Let’s start from the beginning

I left my job and have transitioned into private practice

It’s one of the best and scariest decisions I’ve made

As much as my old job was draining, it was still hard to say goodbye, especially to my kids

If I ever doubted if I made a difference in their lives, that doubt has been removed

Saying goodbye tends to make people say what they might normally never had said and my kids were no exception

There is a handful that I will always keep in my heart and I think maybe I will be in theirs

It’s been bittersweet

I love the newfound freedom of my new job

I make my own hours, days, rules

It comes at a cost, of course

I have to make myself available during the weekends and evenings if I want a consistent caseload

This means adjusting what “normal” work days and hours have meant to me for my whole career

It also means spending more time away from Mr.
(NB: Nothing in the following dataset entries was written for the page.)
//! Random generation-0 grids

use super::Grid;
use crate::config::BoundaryCondition;
use crate::error::{EngineError, Result};
use rand::Rng;

/// Populates initial grids from a live-cell density
pub struct SeedInitializer;

impl SeedInitializer {
    /// Each cell is independently alive with probability `density`.
    ///
    /// Draws exactly one value from `rng` per cell, row-major.
    pub fn initialize<R: Rng + ?Sized>(
        width: usize,
        height: usize,
        density: f64,
        boundary_condition: BoundaryCondition,
        rng: &mut R,
    ) -> Result<Grid> {
        Self::check_density(density)?;
        Grid::from_fn(width, height, boundary_condition, |_, _| rng.gen::<f64>() < density)
    }

    pub fn check_density(density: f64) -> Result<()> {
        if density.is_finite() && (0.0..=1.0).contains(&density) {
            Ok(())
        } else {
            Err(EngineError::invalid(format!(
                "Density must lie in [0, 1], got {}",
                density
            )))
        }
    }
}

#[cfg(test)]
mod tests {
    use super::*;
    use rand::SeedableRng;
    use rand_chacha::ChaCha8Rng;

    #[test]
    fn test_density_extremes() {
        let mut rng = ChaCha8Rng::seed_from_u64(1);
        let empty = SeedInitializer::initialize(8, 6, 0.0, BoundaryCondition::Dead, &mut rng).unwrap();
        let full = SeedInitializer::initialize(8, 6, 1.0, BoundaryCondition::Dead, &mut rng).unwrap();
        assert!(empty.is_empty());
        assert_eq!(full.living_count(), 48);
    }

    #[test]
    fn test_density_is_respected() {
        let mut rng = ChaCha8Rng::seed_from_u64(2);
        let grid = SeedInitializer::initialize(100, 100, 0.25, BoundaryCondition::Wrap, &mut rng).unwrap();
        assert!((grid.density() - 0.25).abs() < 0.03, "density = {}", grid.density());
    }

    #[test]
    fn test_same_seed_same_grid() {
        let a = SeedInitializer::initialize(
            12, 9, 0.4, BoundaryCondition::Wrap, &mut ChaCha8Rng::seed_from_u64(99),
        )
        .unwrap();
        let b = SeedInitializer::initialize(
            12, 9, 0.4, BoundaryCondition::Wrap, &mut ChaCha8Rng::seed_from_u64(99),
        )
        .unwrap();
        assert_eq!(a, b);
    }

    #[test]
    fn test_invalid_parameters() {
        let mut rng = ChaCha8Rng::seed_from_u64(3);
        for density in [1.5, -0.1, f64::NAN] {
            assert!(matches!(
                SeedInitializer::initialize(4, 4, density, BoundaryCondition::Dead, &mut rng),
                Err(EngineError::InvalidParameter(_))
            ));
        }
        assert!(SeedInitializer::initialize(0, 4, 0.5, BoundaryCondition::Dead, &mut rng).is_err());
        assert!(SeedInitializer::initialize(4, 0, 0.5, BoundaryCondition::Dead, &mut rng).is_err());
    }
}
//! Per-request scratch files for uploaded content.
//!
//! Each upload lands in its own uniquely named file under the configured
//! uploads directory and is deleted when its [`ScratchFile`] guard drops,
//! whether the request succeeded or not.

use crate::error::Result;
use std::io::Write;
use std::path::{Path, PathBuf};
use tempfile::NamedTempFile;

/// Longest sanitized filename kept in a scratch file name.
const MAX_NAME_LEN: usize = 64;

/// Factory for scratch files under a single directory
#[derive(Debug, Clone)]
pub struct ScratchStore {
    dir: PathBuf,
}

/// An uploaded file on disk, removed on drop.
#[derive(Debug)]
pub struct ScratchFile {
    file: NamedTempFile,
    original_name: String,
}

impl ScratchStore {
    pub fn new(dir: impl Into<PathBuf>) -> Self {
        Self { dir: dir.into() }
    }

    pub fn dir(&self) -> &Path {
        &self.dir
    }

    /// Write `bytes` to a fresh scratch file.
    ///
    /// The file name is `kgrelay-<random><sanitized original name>`, so two
    /// requests uploading the same filename never share a path.
    pub async fn write(&self, original_name: &str, bytes: Vec<u8>) -> Result<ScratchFile> {
        let dir = self.dir.clone();
        let suffix = format!("-{}", sanitize_filename(original_name));
        let original_name = original_name.to_string();

        // tempfile is blocking; keep it off the async workers
        let file = tokio::task::spawn_blocking(move || -> Result<NamedTempFile> {
            std::fs::create_dir_all(&dir)?;
            let mut file = tempfile::Builder::new()
                .prefix("kgrelay-")
                .suffix(&suffix)
                .tempfile_in(&dir)?;
            file.write_all(&bytes)?;
            file.flush()?;
            Ok(file)
        })
        .await
        .map_err(|e| std::io::Error::new(std::io::ErrorKind::Other, e))??;

        log::debug!("Wrote scratch file {}", file.path().display());

        Ok(ScratchFile {
            file,
            original_name,
        })
    }
}

impl ScratchFile {
    pub fn path(&self) -> &Path {
        self.file.path()
    }

    /// Filename as sent by the client.
    pub fn original_name(&self) -> &str {
        &self.original_name
    }
}

/// Reduce a client-supplied filename to a safe path component.
///
/// Directory parts are dropped, characters outside `[A-Za-z0-9._-]` become
/// `_`, leading dots are removed and the result is capped in length.
pub fn sanitize_filename(name: &str) -> String {
    let base = name.rsplit(['/', '\\']).next().unwrap_or("");

    let cleaned: String = base
        .chars()
        .map(|c| {
            if c.is_ascii_alphanumeric() || matches!(c, '.' | '_' | '-') {
                c
            } else {
                '_'
            }
        })
        .collect();
    let cleaned = cleaned.trim_start_matches('.');

    // Keep the tail so the extension survives truncation
    let char_count = cleaned.chars().count();
    let cleaned: String = if char_count > MAX_NAME_LEN {
        cleaned.chars().skip(char_count - MAX_NAME_LEN).collect()
    } else {
        cleaned.to_string()
    };

    if cleaned.is_empty() {
        "upload".to_string()
    } else {
        cleaned
    }
}
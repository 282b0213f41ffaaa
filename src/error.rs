use axum::{
    http::StatusCode,
    response::{IntoResponse, Response},
    Json,
};
use std::time::Duration;
use thiserror::Error;

/// Detail returned to callers when a model reply cannot be decoded.
pub const UNPARSEABLE_REPLY_DETAIL: &str = "Failed to parse the graph data";

/// Main error type for kgrelay
#[derive(Error, Debug)]
pub enum RelayError {
    /// Caller-supplied graph state is not a strict JSON object
    #[error("Invalid graph JSON: {0}")]
    InvalidGraph(String),

    /// Missing or malformed request fields
    #[error("Invalid input: {0}")]
    InvalidInput(String),

    /// Request body exceeds the configured upload limit
    #[error("Payload too large: {0}")]
    PayloadTooLarge(String),

    /// Generative model API errors
    #[error("Model API error: {message}")]
    Model {
        /// HTTP status returned by the model API, if the request got that far
        status: Option<u16>,
        message: String,
    },

    /// A model call did not complete within the configured timeout
    #[error("Model API call timed out after {0:?}")]
    Timeout(Duration),

    /// Model reply is not valid JSON after fence stripping
    #[error("Unparseable model reply: {0}")]
    UnparseableReply(String),

    /// File system I/O errors
    #[error("IO error: {0}")]
    Io(#[from] std::io::Error),

    /// Configuration errors
    #[error("Configuration error: {0}")]
    Config(String),
}

impl RelayError {
    pub fn model(status: Option<u16>, message: impl Into<String>) -> Self {
        RelayError::Model {
            status,
            message: message.into(),
        }
    }

    /// Whether a retry has a reasonable chance of succeeding.
    ///
    /// Timeouts, transport failures (no status) and HTTP 429/5xx are transient;
    /// everything else fails the request immediately.
    pub fn is_transient(&self) -> bool {
        match self {
            RelayError::Timeout(_) => true,
            RelayError::Model { status: None, .. } => true,
            RelayError::Model {
                status: Some(code), ..
            } => *code == 429 || (500..=599).contains(code),
            _ => false,
        }
    }

    /// HTTP status this error maps to at the request boundary.
    pub fn status_code(&self) -> StatusCode {
        match self {
            RelayError::InvalidGraph(_) | RelayError::InvalidInput(_) => StatusCode::BAD_REQUEST,
            RelayError::PayloadTooLarge(_) => StatusCode::PAYLOAD_TOO_LARGE,
            RelayError::Model { status: Some(_), .. } => StatusCode::BAD_GATEWAY,
            RelayError::Timeout(_) => StatusCode::GATEWAY_TIMEOUT,
            RelayError::Model { status: None, .. }
            | RelayError::UnparseableReply(_)
            | RelayError::Io(_)
            | RelayError::Config(_) => StatusCode::INTERNAL_SERVER_ERROR,
        }
    }
}

impl IntoResponse for RelayError {
    fn into_response(self) -> Response {
        let status = self.status_code();
        let detail = match &self {
            RelayError::UnparseableReply(reason) => {
                log::warn!("Model reply could not be parsed: {}", reason);
                UNPARSEABLE_REPLY_DETAIL.to_string()
            }
            RelayError::InvalidGraph(_)
            | RelayError::InvalidInput(_)
            | RelayError::PayloadTooLarge(_) => {
                log::warn!("Rejected request: {}", self);
                self.to_string()
            }
            _ => {
                log::error!("Request failed: {}", self);
                self.to_string()
            }
        };

        (status, Json(serde_json::json!({ "detail": detail }))).into_response()
    }
}

/// Convenient Result type using RelayError
pub type Result<T> = std::result::Result<T, RelayError>;
//! Caller-supplied knowledge graph state and the task kinds that act on it.
//!
//! The graph itself is opaque: any JSON object is accepted, and its shape is
//! never inspected beyond that.

use crate::error::{RelayError, Result};
use serde::{Deserialize, Serialize};
use serde_json::{Map, Value};
use std::fmt;

/// The caller's current knowledge graph (a JSON object).
#[derive(Debug, Clone, Default, PartialEq, Serialize, Deserialize)]
#[serde(transparent)]
pub struct GraphState(Map<String, Value>);

impl GraphState {
    pub fn new(map: Map<String, Value>) -> Self {
        Self(map)
    }

    /// Compact JSON form embedded in prompts.
    pub fn to_json_string(&self) -> String {
        // Serializing a Map<String, Value> cannot fail.
        serde_json::to_string(&self.0).unwrap_or_default()
    }

    pub fn as_map(&self) -> &Map<String, Value> {
        &self.0
    }

    pub fn into_inner(self) -> Map<String, Value> {
        self.0
    }
}

/// Strictly parse a serialized graph state.
///
/// Only a JSON object is accepted; arrays, scalars, and anything that is not
/// JSON (single-quoted keys, trailing commas, unbalanced braces) are rejected.
pub fn parse_graph_state(raw: &str) -> Result<GraphState> {
    let value: Value = serde_json::from_str(raw.trim())
        .map_err(|e| RelayError::InvalidGraph(format!("graph_json is not valid JSON: {}", e)))?;

    match value {
        Value::Object(map) => Ok(GraphState(map)),
        other => Err(RelayError::InvalidGraph(format!(
            "graph_json must be a JSON object, got {}",
            json_type_name(&other)
        ))),
    }
}

fn json_type_name(value: &Value) -> &'static str {
    match value {
        Value::Null => "null",
        Value::Bool(_) => "a boolean",
        Value::Number(_) => "a number",
        Value::String(_) => "a string",
        Value::Array(_) => "an array",
        Value::Object(_) => "an object",
    }
}

/// What the model is asked to do with the graph.
#[derive(Debug, Clone, Copy, PartialEq, Eq, Hash)]
pub enum TaskKind {
    /// Expand the graph from an uploaded PDF
    Pdf,
    /// Expand the graph from an uploaded image
    Image,
    /// Refine the graph with no attached file
    Enhancement,
}

impl TaskKind {
    /// Label used inside prompts.
    pub fn label(&self) -> &'static str {
        match self {
            TaskKind::Pdf => "PDF",
            TaskKind::Image => "Image",
            TaskKind::Enhancement => "enhancement",
        }
    }

    /// Whether this task carries an uploaded file.
    pub fn takes_file(&self) -> bool {
        !matches!(self, TaskKind::Enhancement)
    }

    /// Caller-facing success message.
    pub fn success_message(&self) -> &'static str {
        match self {
            TaskKind::Pdf => "PDF processed successfully",
            TaskKind::Image => "Image processed successfully",
            TaskKind::Enhancement => "Knowledge graph updated successfully",
        }
    }
}

impl fmt::Display for TaskKind {
    fn fmt(&self, f: &mut fmt::Formatter<'_>) -> fmt::Result {
        f.write_str(self.label())
    }
}

impl std::str::FromStr for TaskKind {
    type Err = RelayError;

    fn from_str(s: &str) -> Result<Self> {
        match s.to_ascii_lowercase().as_str() {
            "pdf" => Ok(TaskKind::Pdf),
            "image" => Ok(TaskKind::Image),
            "enhancement" | "update" => Ok(TaskKind::Enhancement),
            other => Err(RelayError::InvalidInput(format!(
                "unknown task kind '{}' (expected pdf, image or enhancement)",
                other
            ))),
        }
    }
}
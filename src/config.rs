use anyhow::{Context, Result};
use serde::Deserialize;
use std::path::{Path, PathBuf};
use std::time::Duration;

/// Main configuration structure
#[derive(Debug, Clone, Default, Deserialize)]
pub struct Config {
    #[serde(default)]
    pub server: ServerConfig,
    #[serde(default)]
    pub model: ModelConfig,
    #[serde(default)]
    pub relay: RelayConfig,
    #[serde(default)]
    pub uploads: UploadsConfig,
}

/// HTTP server configuration
#[derive(Debug, Clone, Deserialize)]
pub struct ServerConfig {
    #[serde(default = "default_host")]
    pub host: String,
    #[serde(default = "default_port")]
    pub port: u16,
    /// Empty means any origin is accepted by the CORS layer.
    #[serde(default)]
    pub allowed_origins: Vec<String>,
}

impl Default for ServerConfig {
    fn default() -> Self {
        Self {
            host: default_host(),
            port: default_port(),
            allowed_origins: Vec::new(),
        }
    }
}

/// Generative model configuration
#[derive(Debug, Clone, Deserialize)]
pub struct ModelConfig {
    #[serde(default = "default_provider")]
    pub provider: String,
    #[serde(default = "default_model")]
    pub model: String,
    #[serde(default = "default_api_key_env")]
    pub api_key_env: String,
    #[serde(default = "default_base_url")]
    pub base_url: String,
}

impl Default for ModelConfig {
    fn default() -> Self {
        Self {
            provider: default_provider(),
            model: default_model(),
            api_key_env: default_api_key_env(),
            base_url: default_base_url(),
        }
    }
}

/// Timeout and retry policy for model calls
#[derive(Debug, Clone, Deserialize)]
pub struct RelayConfig {
    #[serde(default = "default_timeout_secs")]
    pub timeout_secs: u64,
    #[serde(default = "default_max_retries")]
    pub max_retries: usize,
    #[serde(default = "default_initial_backoff_ms")]
    pub initial_backoff_ms: u64,
}

impl Default for RelayConfig {
    fn default() -> Self {
        Self {
            timeout_secs: default_timeout_secs(),
            max_retries: default_max_retries(),
            initial_backoff_ms: default_initial_backoff_ms(),
        }
    }
}

impl RelayConfig {
    pub fn timeout(&self) -> Duration {
        Duration::from_secs(self.timeout_secs)
    }

    pub fn initial_backoff(&self) -> Duration {
        Duration::from_millis(self.initial_backoff_ms)
    }
}

/// Scratch storage for uploaded files
#[derive(Debug, Clone, Deserialize)]
pub struct UploadsConfig {
    #[serde(default = "default_uploads_dir")]
    pub dir: PathBuf,
    #[serde(default = "default_max_upload_bytes")]
    pub max_upload_bytes: usize,
}

impl Default for UploadsConfig {
    fn default() -> Self {
        Self {
            dir: default_uploads_dir(),
            max_upload_bytes: default_max_upload_bytes(),
        }
    }
}

fn default_host() -> String {
    "127.0.0.1".to_string()
}

fn default_port() -> u16 {
    8000
}

fn default_provider() -> String {
    "gemini".to_string()
}

fn default_model() -> String {
    "gemini-1.5-flash".to_string()
}

fn default_api_key_env() -> String {
    "GEMINI_API_KEY".to_string()
}

fn default_base_url() -> String {
    "https://generativelanguage.googleapis.com".to_string()
}

fn default_timeout_secs() -> u64 {
    120
}

fn default_max_retries() -> usize {
    2
}

fn default_initial_backoff_ms() -> u64 {
    1000
}

fn default_uploads_dir() -> PathBuf {
    PathBuf::from("uploads")
}

fn default_max_upload_bytes() -> usize {
    20 * 1024 * 1024
}

impl Config {
    /// Load configuration from file
    ///
    /// Loads environment variables from .env file (if present) before loading config.
    /// Looks for config file in this order:
    /// 1. Path specified in KGRELAY_CONFIG environment variable
    /// 2. ./config.toml in current directory
    ///
    /// A missing ./config.toml is not an error: every section has defaults.
    /// A path named explicitly through KGRELAY_CONFIG must exist.
    pub fn load() -> Result<Self> {
        // .env is optional
        let _ = dotenv::dotenv();

        let (config_path, explicit) = match std::env::var("KGRELAY_CONFIG") {
            Ok(path) => (PathBuf::from(path), true),
            Err(_) => (PathBuf::from("config.toml"), false),
        };

        let config_str = if explicit || config_path.exists() {
            std::fs::read_to_string(&config_path)
                .with_context(|| format!("Failed to read config file: {}", config_path.display()))?
        } else {
            log::info!("No config.toml found, using defaults");
            String::new()
        };

        let config = Self::from_toml_str(&config_str)?;
        config.api_key()?;
        Ok(config)
    }

    /// Parse and validate configuration from a TOML string
    pub fn from_toml_str(config_str: &str) -> Result<Self> {
        let config: Config = toml::from_str(config_str).context("Failed to parse config.toml")?;
        config.validate()?;
        Ok(config)
    }

    /// Validate configuration values
    fn validate(&self) -> Result<()> {
        if self.model.provider != "gemini" {
            anyhow::bail!(
                "model.provider '{}' is not supported (expected \"gemini\")",
                self.model.provider
            );
        }

        if self.model.model.trim().is_empty() {
            anyhow::bail!("model.model must not be empty");
        }

        url::Url::parse(&self.model.base_url)
            .with_context(|| format!("model.base_url is not a valid URL: {}", self.model.base_url))?;

        if self.relay.timeout_secs == 0 {
            anyhow::bail!("relay.timeout_secs must be greater than 0");
        }

        if self.uploads.max_upload_bytes == 0 {
            anyhow::bail!("uploads.max_upload_bytes must be greater than 0");
        }

        Ok(())
    }

    /// Read the model API key from the configured environment variable
    pub fn api_key(&self) -> Result<String> {
        std::env::var(&self.model.api_key_env).with_context(|| {
            format!(
                "Environment variable {} not set. Set it in your .env file or as an environment variable with your model API key.",
                self.model.api_key_env
            )
        })
    }

    /// Get the scratch directory for uploads
    pub fn uploads_dir(&self) -> &Path {
        &self.uploads.dir
    }
}
use anyhow::{Context, Result};
use clap::{Parser, Subcommand};
use kgrelay::http::HttpRelayServer;
use kgrelay::model::{GeminiClient, RetryPolicy};
use kgrelay::storage::ScratchStore;
use kgrelay::{parse_graph_state, prompt, Config, GraphRelay, TaskKind};
use std::path::{Path, PathBuf};
use std::sync::Arc;

#[derive(Parser, Debug)]
#[command(name = "kgrelay")]
#[command(about = "Relay knowledge-graph prompts to a hosted generative model", version)]
struct Cli {
    #[command(subcommand)]
    command: Option<Command>,
}

#[derive(Subcommand, Debug)]
enum Command {
    /// Run the HTTP server (default)
    Serve {
        /// Override server.port from config.toml
        #[arg(short, long)]
        port: Option<u16>,
    },
    /// Enhance a graph stored in a JSON file and print the result
    Update {
        /// Path to the graph JSON file
        graph: PathBuf,
    },
    /// Print the prompt that would be sent for a graph, without calling the model
    Prompt {
        /// Task kind: pdf, image or enhancement
        kind: String,
        /// Path to the graph JSON file
        graph: PathBuf,
    },
}

/// Build the relay from configuration.
fn build_relay(config: &Config) -> Result<GraphRelay> {
    let api_key = config.api_key()?;
    let client = GeminiClient::new(
        api_key,
        config.model.model.clone(),
        config.model.base_url.clone(),
    )?;

    Ok(GraphRelay::new(
        Arc::new(client),
        RetryPolicy::from_config(&config.relay),
        ScratchStore::new(config.uploads_dir()),
    ))
}

fn read_graph_file(path: &Path) -> Result<String> {
    std::fs::read_to_string(path)
        .with_context(|| format!("Failed to read graph file: {}", path.display()))
}

#[tokio::main]
async fn main() -> Result<()> {
    // Initialize logger from environment variable or default to info level
    env_logger::Builder::from_env(env_logger::Env::default().filter_or("RUST_LOG", "info")).init();

    let cli = Cli::parse();

    match cli.command.unwrap_or(Command::Serve { port: None }) {
        Command::Serve { port } => run_http_server(port).await?,
        Command::Update { graph } => run_update(graph).await?,
        Command::Prompt { kind, graph } => print_prompt(&kind, graph)?,
    }

    Ok(())
}

/// Run the HTTP server
async fn run_http_server(port: Option<u16>) -> Result<()> {
    log::info!("Starting kgrelay v{}", env!("CARGO_PKG_VERSION"));

    let config = Config::load()?;
    log::info!("Model: {} ({})", config.model.model, config.model.provider);
    log::info!("Uploads directory: {}", config.uploads_dir().display());
    log::info!(
        "Model call policy: timeout {}s, {} retries",
        config.relay.timeout_secs,
        config.relay.max_retries
    );

    let relay = Arc::new(build_relay(&config)?);
    let port = port.unwrap_or(config.server.port);

    let server = HttpRelayServer::new(relay, config);
    server.run(port).await?;

    Ok(())
}

/// One-shot enhancement from the command line
async fn run_update(graph_path: PathBuf) -> Result<()> {
    let config = Config::load()?;
    let relay = build_relay(&config)?;

    let graph_json = read_graph_file(&graph_path)?;
    let updated = relay.update_graph(&graph_json).await?;

    println!("{}", serde_json::to_string_pretty(&updated)?);
    Ok(())
}

/// Print a prompt without touching the model
fn print_prompt(kind: &str, graph_path: PathBuf) -> Result<()> {
    let kind: TaskKind = kind.parse()?;
    let graph = parse_graph_state(&read_graph_file(&graph_path)?)?;

    println!("{}", prompt::build_prompt(kind, &graph));
    Ok(())
}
Artist

We seem to have found a good rhythm, although, that has not come easily

We’ve had a few blow ups and lots of therapy

Sometimes it’s bliss, sometimes it’s exhausting

In a way, I feel that he’s getting the best of me, the me that has learned lessons at the expense of my first marriage

The me that is older and wiser and more understanding

Sometimes I wish he knew exactly how fortunate he is to have this version of me

The pain of my past seems to have lost its bite over the years

It has been five years since my divorce

Five years since my uncle was murdered

Four years since my heart was broken

Three years since my student committed suicide

The sting is gone, but the scars remain

I still have dreams of my ex-wife, pretty regularly actually

I still get triggered by seeing or hearing about certain types of violence, especially throat cutting

I will never see a hanging scene the same again

There are still songs I have a hard time listening to, because they either remind me of her or of him

And yet, here I am

Thriving.

I recently met with a new client and she shared things that I could relate to

Actually, many of my client’s have shared things I can relate to

This particular client, however, shared some things she thought might “scare” me

“It’s very hard to freak me out,” I told her

Sure enough, she shared what it was and I didn’t even blink twice

I even guessed it before she managed to get it out

And she said, “I’m thankful for whatever life experience you’ve had that makes you hard to freak out.”

And I thought,

me too.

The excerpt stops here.